=== Dataset records ===

// ============================================================================
// Controllers and endpoints
// ============================================================================

#[derive(Debug, Clone, Copy, PartialEq, Eq, Hash, PartialOrd, Ord, Serialize, Deserialize)]
#[serde(rename_all = "UPPERCASE")]
pub enum HttpMethod {
    Get,
    Post,
    Put,
    Patch,
    Delete,
    Options,
    Head,
}

impl HttpMethod {
    pub const ALL: [HttpMethod; 7] = [
        HttpMethod::Get,
        HttpMethod::Post,
        HttpMethod::Put,
        HttpMethod::Patch,
        HttpMethod::Delete,
        HttpMethod::Options,
        HttpMethod::Head,
    ];

    /// Match a route decorator name (`Get`, `Post`, ...)
    pub fn from_decorator(name: &str) -> Option<Self> {
        Self::ALL.into_iter().find(|m| m.decorator() == name)
    }

    pub fn decorator(&self) -> &'static str {
        match self {
            HttpMethod::Get => "Get",
            HttpMethod::Post => "Post",
            HttpMethod::Put => "Put",
            HttpMethod::Patch => "Patch",
            HttpMethod::Delete => "Delete",
            HttpMethod::Options => "Options",
            HttpMethod::Head => "Head",
        }
    }

    pub fn as_str(&self) -> &'static str {
        match self {
            HttpMethod::Get => "GET",
            HttpMethod::Post => "POST",
            HttpMethod::Put => "PUT",
            HttpMethod::Patch => "PATCH",
            HttpMethod::Delete => "DELETE",
            HttpMethod::Options => "OPTIONS",
            HttpMethod::Head => "HEAD",
        }
    }

    pub fn as_lower(&self) -> String {
        self.as_str().to_ascii_lowercase()
    }
}

impl fmt::Display for HttpMethod {
    fn fmt(&self, f: &mut fmt::Formatter<'_>) -> fmt::Result {
        f.write_str(self.as_str())
    }
}

/// Name part of a recorded decorator (`UseGuards(JwtAuthGuard)` → `UseGuards`)
pub fn decorator_name(decorator: &str) -> &str {
    decorator
        .split_once('(')
        .map_or(decorator, |(name, _)| name)
        .trim()
}

/// Whether a recorded decorator protects a route with authentication
pub fn is_guard_decorator(decorator: &str) -> bool {
    let name = decorator_name(decorator);
    name == "UseGuards" || name.contains("Auth")
}

/// Handler name used when resolution fails
pub const UNKNOWN_HANDLER: &str = "unknown";

/// One HTTP method/route/handler triple
#[derive(Debug, Clone, PartialEq, Eq, Serialize, Deserialize)]
pub struct Endpoint {
    pub http_method: HttpMethod,

    /// Full route including the controller base, e.g. `/reviews/:id`
    pub route: String,

    /// Resolved handler, or [`UNKNOWN_HANDLER`]
    pub handler_name: String,

    pub path_params: Vec<String>,

    /// Type of a whole-object `@Query()` parameter
    pub query_param_type_name: Option<String>,

    /// Individually bound `@Query('name')` parameters
    pub query_params: Vec<String>,

    pub body_dto_name: Option<String>,

    /// Decorators in the handler's decorator run, e.g. `UseGuards(JwtAuthGuard)`
    pub decorators: Vec<String>,

    /// Explicit `@HttpCode(N)`
    pub status_code: Option<u16>,
}

impl Endpoint {
    pub fn has_guard(&self) -> bool {
        self.decorators.iter().any(|d| is_guard_decorator(d))
    }

    pub fn is_unresolved(&self) -> bool {
        self.handler_name == UNKNOWN_HANDLER
    }
}

#[derive(Debug, Clone, PartialEq, Eq, Serialize, Deserialize)]
pub struct Controller {
    pub name: String,

    /// Argument of the class-level route marker, without slashes
    pub base_route: String,

    /// Class-level decorators other than the route marker
    pub decorators: Vec<String>,

    pub endpoints: Vec<Endpoint>,

    pub path: Option<PathBuf>,
}

impl Controller {
    pub fn is_guarded(&self) -> bool {
        self.decorators.iter().any(|d| is_guard_decorator(d))
    }

    /// Guarded at class level or on the endpoint itself
    pub fn requires_auth(&self, endpoint: &Endpoint) -> bool {
        self.is_guarded() || endpoint.has_guard()
    }
}

// ============================================================================
// DTOs
// ============================================================================

/// Validation inferred from a validator decorator
#[derive(Debug, Clone, PartialEq, Eq, Hash)]
pub enum Validation {
    Required,
    Optional,
    Email,
    MinLength(u32),
    MaxLength(u32),
    Min(i64),
    Max(i64),
    Uuid,
    Number,
    String,
    Array,
    Boolean,
    Enum,
}

impl fmt::Display for Validation {
    fn fmt(&self, f: &mut fmt::Formatter<'_>) -> fmt::Result {
        match self {
            Validation::Required => f.write_str("required"),
            Validation::Optional => f.write_str("optional"),
            Validation::Email => f.write_str("email"),
            Validation::MinLength(n) => write!(f, "minLength:{n}"),
            Validation::MaxLength(n) => write!(f, "maxLength:{n}"),
            Validation::Min(n) => write!(f, "min:{n}"),
            Validation::Max(n) => write!(f, "max:{n}"),
            Validation::Uuid => f.write_str("uuid"),
            Validation::Number => f.write_str("number"),
            Validation::String => f.write_str("string"),
            Validation::Array => f.write_str("array"),
            Validation::Boolean => f.write_str("boolean"),
            Validation::Enum => f.write_str("enum"),
        }
    }
}

impl Serialize for Validation {
    fn serialize<S: Serializer>(&self, serializer: S) -> Result<S::Ok, S::Error> {
        serializer.collect_str(self)
    }
}

#[derive(Debug, Clone, PartialEq, Eq, Serialize)]
pub struct DtoField {
    pub name: String,

    /// Declared TypeScript type, verbatim
    #[serde(rename = "type")]
    pub ty: String,

    pub optional: bool,

    pub validations: Vec<Validation>,
}

impl DtoField {
    pub fn has(&self, validation: &Validation) -> bool {
        self.validations.contains(validation)
    }

    pub fn is_array(&self) -> bool {
        self.has(&Validation::Array) || self.ty.ends_with("[]") || self.ty.starts_with("Array<")
    }
}

/// A request-body shape
#[derive(Debug, Clone, PartialEq, Eq, Serialize)]
pub struct Dto {
    pub name: String,

    /// Base DTO, unwrapped from mapped types such as `PartialType(CreateXDto)`
    pub extends: Option<String>,

    pub fields: Vec<DtoField>,

    pub path: Option<PathBuf>,
}

// ============================================================================
// Frontend components
// ============================================================================

#[derive(Debug, Clone, Copy, PartialEq, Eq, Serialize)]
pub enum ComponentKind {
    Component,
    Hook,
}

#[derive(Debug, Clone, PartialEq, Eq, Serialize)]
pub struct Prop {
    pub name: String,
    #[serde(rename = "type")]
    pub ty: String,
    pub optional: bool,
}

/// A frontend component or hook
#[derive(Debug, Clone, PartialEq, Eq, Serialize)]
pub struct Component {
    pub name: String,
    pub kind: ComponentKind,
    pub props: Vec<Prop>,
    pub path: Option<PathBuf>,
}

// ============================================================================
// Consistency
// ============================================================================

#[derive(Debug, Clone, Copy, PartialEq, Eq, Hash, PartialOrd, Ord, Serialize)]
pub enum IssueKind {
    EntityWithoutModule,
    ModuleWithoutEntity,
    IncompleteModule,
    DanglingRelation,
}

impl fmt::Display for IssueKind {
    fn fmt(&self, f: &mut fmt::Formatter<'_>) -> fmt::Result {
        f.write_str(match self {
            IssueKind::EntityWithoutModule => "EntityWithoutModule",
            IssueKind::ModuleWithoutEntity => "ModuleWithoutEntity",
            IssueKind::IncompleteModule => "IncompleteModule",
            IssueKind::DanglingRelation => "DanglingRelation",
        })
    }
}

/// A derived fact about a gap between entities and modules
#[derive(Debug, Clone, PartialEq, Eq, Hash, PartialOrd, Ord, Serialize)]
pub struct ConsistencyIssue {
    pub kind: IssueKind,
    pub subject: String,
    pub detail: String,
}

impl ConsistencyIssue {
    pub fn new(kind: IssueKind, subject: impl Into<String>, detail: impl Into<String>) -> Self {
        Self {
            kind,
            subject: subject.into(),
            detail: detail.into(),
        }
    }
}

impl fmt::Display for ConsistencyIssue {
    fn fmt(&self, f: &mut fmt::Formatter<'_>) -> fmt::Result {
        write!(f, "{}({}): {}", self.kind, self.subject, self.detail)
    }
}

// ============================================================================
// Aggregate
// ============================================================================

/// Everything extracted from one project scan
#[derive(Debug, Clone, Default, Serialize)]
pub struct ProjectModel {
    pub entities: Vec<Entity>,
    pub modules: Vec<Module>,
    pub controllers: Vec<Controller>,
    pub dtos: Vec<Dto>,
    pub components: Vec<Component>,
}

impl ProjectModel {
    /// Case-insensitive entity lookup
    pub fn entity(&self, name: &str) -> Option<&Entity> {
        self.entities
            .iter()
            .find(|e| e.name.eq_ignore_ascii_case(name))
    }

    pub fn module(&self, name: &str) -> Option<&Module> {
        self.modules.iter().find(|m| m.name == name)
    }

    pub fn dto(&self, name: &str) -> Option<&Dto> {
        self.dtos.iter().find(|d| d.name == name)
    }

    /// Every endpoint paired with its controller
    pub fn endpoints(&self) -> impl Iterator<Item = (&Controller, &Endpoint)> {
        self.controllers
            .iter()
            .flat_map(|c| c.endpoints.iter().map(move |e| (c, e)))
    }

    /// DTO fields including those inherited through `extends`
    pub fn dto_fields(&self, name: &str) -> Vec<&DtoField> {
        let mut fields = Vec::new();
        let mut seen = Vec::new();
        let mut current = self.dto(name);

        while let Some(dto) = current {
            if seen.contains(&dto.name.as_str()) {
                break;
            }
            seen.push(dto.name.as_str());
            for field in &dto.fields {
                if !fields.iter().any(|f: &&DtoField| f.name == field.name) {
                    fields.push(field);
                }
            }
            current = dto.extends.as_deref().and_then(|base| self.dto(base));
        }

        fields
    }
}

===

--- Requirement ---
Using the material above, filter for lines holding "Patch" and copy each one.

--- Exercise answer ---
    Patch,
        HttpMethod::Patch,
            HttpMethod::Patch => "Patch",
            HttpMethod::Patch => "PATCH",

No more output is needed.